Dia yang terakhir, adalah yang benci karena telah terlahir.


“Aku terlahir untuk ini, jika bisa aku tidak ingin terlahir. Perjalanan penuh duka dan menyakitkan ini, kapan akan berakhir?” Rigel berkata selagi menangis sedu, menatap makam teman-temannya yang ada tepat di depannya.


Sepinya keabadian, adalah teman perjalanan.


“Keabadian bukanlah berkah. Keabadian adalah kutukan! Aku akan melihat banyak orang yang kukenal menemukan kematiannya, menyisakan aku sendiri berduka atas kematian mereka.”


Kesedihan adalah hiburan hati tanpa hati.


“Ya, hatiku hanya akan menyisakan kesedihan. Void merebut segalanya, dengan kejam menyisakan kesedihan!”


Kebahagiaan tercapai begitu kamu tak bisa mencapai apapun lagi.


“Kebahagiaan? Pencapaian? Apa aku membutuhkan pencapaian lain setelah mendapat gelar yang paling menyedihkannya?”


Kamu akan menyesali tujuan yang kamu kejar.


“Penyesalan datang diakhir, jika ada kesempatan mengulang, aku akan melakukannya.”


Perpisahan tanpa air mata adalah luka berbalut kesedihan.

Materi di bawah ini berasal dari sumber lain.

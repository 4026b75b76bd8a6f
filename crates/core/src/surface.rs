//! Drawing surfaces consumed by the flow-field engine.
//!
//! The engine never rasterises anything itself: each frame it issues a
//! translucent full-surface [`Surface::fill`] (the trail fade) followed by one
//! [`Surface::fill_circle`] per particle. [`PixelSurface`] is the CPU
//! implementation used for headless runs and PNG snapshots; browser builds
//! implement the trait over a 2D canvas context.

use crate::color::Srgb;
use crate::error::EngineError;

/// A resizable 2D drawing target.
pub trait Surface {
    /// Current `(width, height)` in pixels.
    fn size(&self) -> (f64, f64);

    /// Changes the drawing extent. Contents after a resize are unspecified.
    fn resize(&mut self, width: f64, height: f64);

    /// Blends `color` over the whole surface with opacity `alpha` in [0, 1].
    fn fill(&mut self, color: Srgb, alpha: f64);

    /// Draws an opaque filled disc centred at `(x, y)`.
    fn fill_circle(&mut self, x: f64, y: f64, radius: f64, color: Srgb);
}

/// CPU framebuffer storing opaque sRGB pixels in row-major order.
#[derive(Debug, Clone)]
pub struct PixelSurface {
    width: usize,
    height: usize,
    pixels: Vec<[f32; 3]>,
}

impl PixelSurface {
    /// Creates a black surface.
    ///
    /// Returns `EngineError::InvalidDimensions` if either dimension is zero.
    pub fn new(width: usize, height: usize) -> Result<Self, EngineError> {
        if width == 0 || height == 0 {
            return Err(EngineError::InvalidDimensions);
        }
        let len = width
            .checked_mul(height)
            .ok_or(EngineError::InvalidDimensions)?;
        Ok(Self {
            width,
            height,
            pixels: vec![[0.0; 3]; len],
        })
    }

    pub fn width(&self) -> usize {
        self.width
    }

    pub fn height(&self) -> usize {
        self.height
    }

    /// Color of the pixel at `(x, y)`. Panics if out of bounds.
    pub fn pixel(&self, x: usize, y: usize) -> Srgb {
        let [r, g, b] = self.pixels[y * self.width + x];
        Srgb {
            r: r as f64,
            g: g as f64,
            b: b as f64,
        }
    }

    /// Packs the framebuffer as RGBA8 (alpha always 255).
    pub fn to_rgba8(&self) -> Vec<u8> {
        self.pixels
            .iter()
            .flat_map(|&[r, g, b]| {
                let [r, g, b] = Srgb {
                    r: r as f64,
                    g: g as f64,
                    b: b as f64,
                }
                .to_rgb8();
                [r, g, b, 255u8]
            })
            .collect()
    }

    fn to_pixel(color: Srgb) -> [f32; 3] {
        [
            color.r.clamp(0.0, 1.0) as f32,
            color.g.clamp(0.0, 1.0) as f32,
            color.b.clamp(0.0, 1.0) as f32,
        ]
    }
}

impl Surface for PixelSurface {
    fn size(&self) -> (f64, f64) {
        (self.width as f64, self.height as f64)
    }

    fn resize(&mut self, width: f64, height: f64) {
        self.width = width.max(1.0) as usize;
        self.height = height.max(1.0) as usize;
        self.pixels = vec![[0.0; 3]; self.width * self.height];
    }

    fn fill(&mut self, color: Srgb, alpha: f64) {
        let a = alpha.clamp(0.0, 1.0) as f32;
        let src = Self::to_pixel(color);
        for px in &mut self.pixels {
            for (dst, s) in px.iter_mut().zip(src) {
                *dst = *dst * (1.0 - a) + s * a;
            }
        }
    }

    fn fill_circle(&mut self, x: f64, y: f64, radius: f64, color: Srgb) {
        if !(x.is_finite() && y.is_finite()) {
            return;
        }
        let src = Self::to_pixel(color);
        let r = radius.max(0.0);
        let x0 = (x - r).floor().max(0.0) as usize;
        let y0 = (y - r).floor().max(0.0) as usize;
        let x1 = ((x + r).ceil() as usize).min(self.width - 1);
        let y1 = ((y + r).ceil() as usize).min(self.height - 1);
        let r2 = r * r;
        for py in y0..=y1 {
            for px in x0..=x1 {
                let dx = px as f64 + 0.5 - x;
                let dy = py as f64 + 0.5 - y;
                if dx * dx + dy * dy <= r2 {
                    self.pixels[py * self.width + px] = src;
                }
            }
        }
        // Sub-pixel discs still mark the pixel they sit in.
        let (cx, cy) = (x.floor(), y.floor());
        if cx >= 0.0 && cy >= 0.0 && (cx as usize) < self.width && (cy as usize) < self.height {
            self.pixels[cy as usize * self.width + cx as usize] = src;
        }
    }
}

“Aku mengharapkan akhir bahagia, dan membuat perpisahan tanpa air mata. Mereka tak menangisiku, tetapi aku menangisi mereka.”


Dia yang melakukan perjalanan, untuk mencari pengampunan.


“Pengampunan ... jika aku menemukannya, mungkinkah aku bisa mengakhiri keabadian ini?”


Pahlawan terakhir bagi dunia, akan melahirkan Pahlawan bagi alam semesta.


“Akulah yang terakhir dari mereka, dan akulah yang membuat dunia damai sehingga Pahlawan lain dapat terlahir.”


Amatsumi Rigel akan terus berjalan menempuh banyak alam semesta. Mencari akhir dari perjalanannya, waktu di mana seluruh isi dunia ini lenyap sepenuhnya dan meninggalkan kekosongan. Sampai waktunya tiba, dia akan melakukan perjalanannya, kesepian di dalam keabadian.